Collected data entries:
# # # #
//! # Dashboard API
//!
//! Aggregated views over the ledger: totals, per-category breakdowns,
//! per-member statistics for the family view, and monthly trends.

use reqwest::Method;
use serde::{Deserialize, Serialize};
use std::collections::HashMap;

use crate::api::client::{ApiClient, ApiError, NO_BODY};

/// Per-member totals, present in the family dashboard
#[derive(Debug, Clone, Deserialize, Serialize)]
#[serde(rename_all = "camelCase")]
pub struct MemberStat {
    /// User identifier
    pub user_id: String,
    /// Display name
    pub user_name: String,
    /// Total income
    pub income: f64,
    /// Total expense
    pub expense: f64,
    /// Income minus expense
    pub balance: f64,
}

/// Dashboard summary for a user or a whole family
#[derive(Debug, Clone, Deserialize, Serialize)]
#[serde(rename_all = "camelCase")]
pub struct DashboardData {
    /// Total income over the period
    pub total_income: f64,
    /// Total expense over the period
    pub total_expense: f64,
    /// Income minus expense
    pub balance: f64,
    /// Income sums per category
    #[serde(default)]
    pub income_by_category: HashMap<String, f64>,
    /// Expense sums per category
    #[serde(default)]
    pub expense_by_category: HashMap<String, f64>,
    /// Per-member totals (family view only)
    #[serde(default, skip_serializing_if = "Option::is_none")]
    pub member_stats: Option<Vec<MemberStat>>,
}

/// One month of the income/expense trend series
#[derive(Debug, Clone, Deserialize, Serialize)]
#[serde(rename_all = "camelCase")]
pub struct MonthlyTrend {
    /// Month label (e.g., `2026-07`)
    pub month: String,
    /// Income total for the month
    pub income: f64,
    /// Expense total for the month
    pub expense: f64,
}

/// Build a trends path with the optional `months` window
fn trends_path(scope: &str, months: Option<u32>) -> String {
    match months {
        Some(months) => format!("/api/dashboard/{}/trends?months={}", scope, months),
        None => format!("/api/dashboard/{}/trends", scope),
    }
}

impl ApiClient {
    /// Fetch the signed-in user's dashboard
    pub async fn my_dashboard(&self) -> Result<DashboardData, ApiError> {
        self.request(Method::GET, "/api/dashboard/my", NO_BODY)
            .await
    }

    /// Fetch the family-wide dashboard
    pub async fn family_dashboard(&self) -> Result<DashboardData, ApiError> {
        self.request(Method::GET, "/api/dashboard/family", NO_BODY)
            .await
    }

    /// Fetch the signed-in user's monthly trend series
    ///
    /// # Arguments
    ///
    /// * `months` - Window size; the server default applies when `None`
    pub async fn my_trends(&self, months: Option<u32>) -> Result<Vec<MonthlyTrend>, ApiError> {
        self.request(Method::GET, &trends_path("my", months), NO_BODY)
            .await
    }

    /// Fetch the family-wide monthly trend series
    pub async fn family_trends(&self, months: Option<u32>) -> Result<Vec<MonthlyTrend>, ApiError> {
        self.request(Method::GET, &trends_path("family", months), NO_BODY)
            .await
    }
}

#[cfg(test)]
mod tests {
    use super::*;

    #[test]
    fn test_dashboard_data_deserialization() {
        let json = r#"{
            "totalIncome": 5000.0,
            "totalExpense": 3200.5,
            "balance": 1799.5,
            "incomeByCategory": {"Salary": 5000.0},
            "expenseByCategory": {"Food": 1200.5, "Bills": 2000.0}
        }"#;
        let data: DashboardData = serde_json::from_str(json).unwrap();
        assert_eq!(data.total_income, 5000.0);
        assert_eq!(data.balance, 1799.5);
        assert_eq!(data.expense_by_category["Food"], 1200.5);
        assert!(data.member_stats.is_none());
    }

    #[test]
    fn test_family_dashboard_with_member_stats() {
        let json = r#"{
            "totalIncome": 900.0,
            "totalExpense": 100.0,
            "balance": 800.0,
            "memberStats": [
                {"userId": "u-1", "userName": "Ada", "income": 600.0, "expense": 50.0, "balance": 550.0},
                {"userId": "u-2", "userName": "Grace", "income": 300.0, "expense": 50.0, "balance": 250.0}
            ]
        }"#;
        let data: DashboardData = serde_json::from_str(json).unwrap();
        let stats = data.member_stats.unwrap();
        assert_eq!(stats.len(), 2);
        assert_eq!(stats[0].user_name, "Ada");
        assert_eq!(stats[1].balance, 250.0);
    }

    #[test]
    fn test_monthly_trend_deserialization() {
        let json = r#"[{"month": "2026-06", "income": 4000.0, "expense": 2500.0}]"#;
        let trends: Vec<MonthlyTrend> = serde_json::from_str(json).unwrap();
        assert_eq!(trends[0].month, "2026-06");
        assert_eq!(trends[0].expense, 2500.0);
    }

    #[test]
    fn test_trends_path() {
        assert_eq!(trends_path("my", None), "/api/dashboard/my/trends");
        assert_eq!(
            trends_path("family", Some(6)),
            "/api/dashboard/family/trends?months=6"
        );
    }
}
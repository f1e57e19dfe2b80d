//! # API Client
//!
//! Typed client for the Famtrack backend. The core lives in
//! [`client`]: credential attachment, the single-retry refresh
//! protocol, and envelope decoding. The remaining modules group the
//! endpoints by domain as `impl ApiClient` blocks.
//!
//! - [`auth`] - Login, registration (OTP flow), logout, code recovery
//! - [`incomes`] / [`expenses`] - Ledger CRUD and statistics
//! - [`dashboard`] - Totals, breakdowns, monthly trends
//! - [`family`] - Family and member management
//! - [`reminders`] - Admin expense reminders

pub mod auth;
pub mod client;
pub mod dashboard;
pub mod entries;
pub mod envelope;
pub mod expenses;
pub mod family;
pub mod incomes;
pub mod reminders;

pub use auth::{AuthData, LoginRequest, RegisterRequest};
pub use client::{ApiClient, ApiError};
pub use dashboard::{DashboardData, MemberStat, MonthlyTrend};
pub use entries::{Entry, EntryDraft, EntryStats, EXPENSE_CATEGORIES, INCOME_CATEGORIES};
pub use envelope::Envelope;
pub use family::{FamilyData, FamilyMember};
//! # Register Command
//!
//! Creates an account through the service's three-step flow: request a
//! one-time code for the email, verify it, then register — either
//! creating a new family by name or joining an existing one by code.
//!
//! ## Usage
//!
//! ```bash
//! # Start a new family
//! famtrack register --name Ada --email ada@example.com --family-name Lovelace
//!
//! # Join an existing one
//! famtrack register --name Grace --email grace@example.com --family-code FAM123
//! ```

use anyhow::Result;
use colored::Colorize;

use crate::api::RegisterRequest;
use crate::commands::{api_context, prompt_line, report_api_error};
use crate::errors::display_error;
use crate::exit_codes::*;
use crate::session::SessionStore;

/// Arguments for the register command
pub struct RegisterArgs {
    /// Display name
    pub name: String,
    /// Email address to verify and register
    pub email: String,
    /// Password; prompted for when not provided
    pub password: Option<String>,
    /// Name for a newly created family
    pub family_name: Option<String>,
    /// Join code of an existing family
    pub family_code: Option<String>,
}

/// Execute the register command
///
/// # Returns
///
/// * `Ok(EXIT_SUCCESS)` - Registered and session saved
/// * `Ok(EXIT_INVALID_INPUT)` - Family arguments missing or conflicting
/// * `Ok(_)` - API error mapped to its exit code
pub async fn execute(args: RegisterArgs) -> Result<i32> {
    match (&args.family_name, &args.family_code) {
        (Some(_), Some(_)) => {
            display_error("Use either --family-name or --family-code, not both");
            return Ok(EXIT_INVALID_INPUT);
        }
        (None, None) => {
            display_error("Provide --family-name to start a family or --family-code to join one");
            return Ok(EXIT_INVALID_INPUT);
        }
        _ => {}
    }

    let (client, store) = api_context()?;

    // Step 1: get a one-time code to the inbox
    match client.send_otp(&args.email).await {
        Ok(message) => println!("{} {}", "✓".green().bold(), message),
        Err(e) => return Ok(report_api_error(&e)),
    }

    // Step 2: verify it
    let otp = prompt_line("Verification code")?;
    match client.verify_otp(&args.email, &otp).await {
        Ok(message) => println!("{} {}", "✓".green().bold(), message),
        Err(e) => return Ok(report_api_error(&e)),
    }

    // Step 3: register with the verified email
    let password = match args.password {
        Some(password) => password,
        None => prompt_line("Password (min 6 characters)")?,
    };

    let request = RegisterRequest {
        name: args.name,
        email: args.email,
        password,
        family_name: args.family_name,
        family_code: args.family_code,
    };

    let data = match client.register(&request).await {
        Ok(data) => data,
        Err(e) => return Ok(report_api_error(&e)),
    };

    let created_code = data.family_code.clone();
    let session = data.into_session();
    store.store(&session)?;

    println!(
        "{} Welcome, {}! You are signed in.",
        "✓".green().bold(),
        session.user.name.bold()
    );

    // A fresh family means a fresh join code worth surfacing
    let code = created_code.unwrap_or_else(|| session.user.family_code.clone());
    println!(
        "  Family code: {} — share it so others can join.",
        code.yellow().bold()
    );

    Ok(EXIT_SUCCESS)
}
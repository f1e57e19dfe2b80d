//! # Login Command
//!
//! Signs into a family account and persists the resulting session so
//! later commands (and later runs) are authenticated.
//!
//! ## Usage
//!
//! ```bash
//! famtrack login --family-code FAM123 --email ada@example.com
//! ```

use anyhow::Result;
use colored::Colorize;

use crate::api::LoginRequest;
use crate::commands::{api_context, prompt_line, report_api_error};
use crate::exit_codes::*;
use crate::session::SessionStore;

/// Arguments for the login command
pub struct LoginArgs {
    /// Join code of the family
    pub family_code: String,
    /// Email address
    pub email: String,
    /// Password; prompted for when not provided
    pub password: Option<String>,
}

/// Execute the login command
///
/// # Returns
///
/// * `Ok(EXIT_SUCCESS)` - Authenticated and session saved
/// * `Ok(EXIT_AUTH_ERROR)` - Credentials rejected
/// * `Ok(EXIT_NETWORK_ERROR)` - Network connectivity issue
/// * `Err(_)` - Could not read input or reach the session store
pub async fn execute(args: LoginArgs) -> Result<i32> {
    let password = match args.password {
        Some(password) => password,
        None => prompt_line("Password")?,
    };

    let (client, store) = api_context()?;

    let request = LoginRequest {
        family_code: args.family_code,
        email: args.email,
        password,
    };

    let data = match client.login(&request).await {
        Ok(data) => data,
        Err(e) => return Ok(report_api_error(&e)),
    };

    let session = data.into_session();
    store.store(&session)?;

    println!(
        "{} Signed in as {} ({})",
        "✓".green().bold(),
        session.user.name.bold(),
        session.user.email
    );
    if let Some(family_name) = &session.user.family_name {
        println!(
            "  Family: {} (code {})",
            family_name.cyan(),
            session.user.family_code.yellow()
        );
    }

    Ok(EXIT_SUCCESS)
}

/// Execute the forgot-code command
///
/// Asks the server to email the family join code to a registered
/// address.
pub async fn execute_forgot_code(email: String) -> Result<i32> {
    let (client, _store) = api_context()?;

    match client.forgot_family_code(&email).await {
        Ok(message) => {
            println!("{} {}", "✓".green().bold(), message);
            Ok(EXIT_SUCCESS)
        }
        Err(e) => Ok(report_api_error(&e)),
    }
}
# # # #
● **Required work**
Every line above in which the word "account" is present must be copied into the answer.

● **Your solution**
//! Creates an account through the service's three-step flow: request a
//! Signs into a family account and persists the resulting session so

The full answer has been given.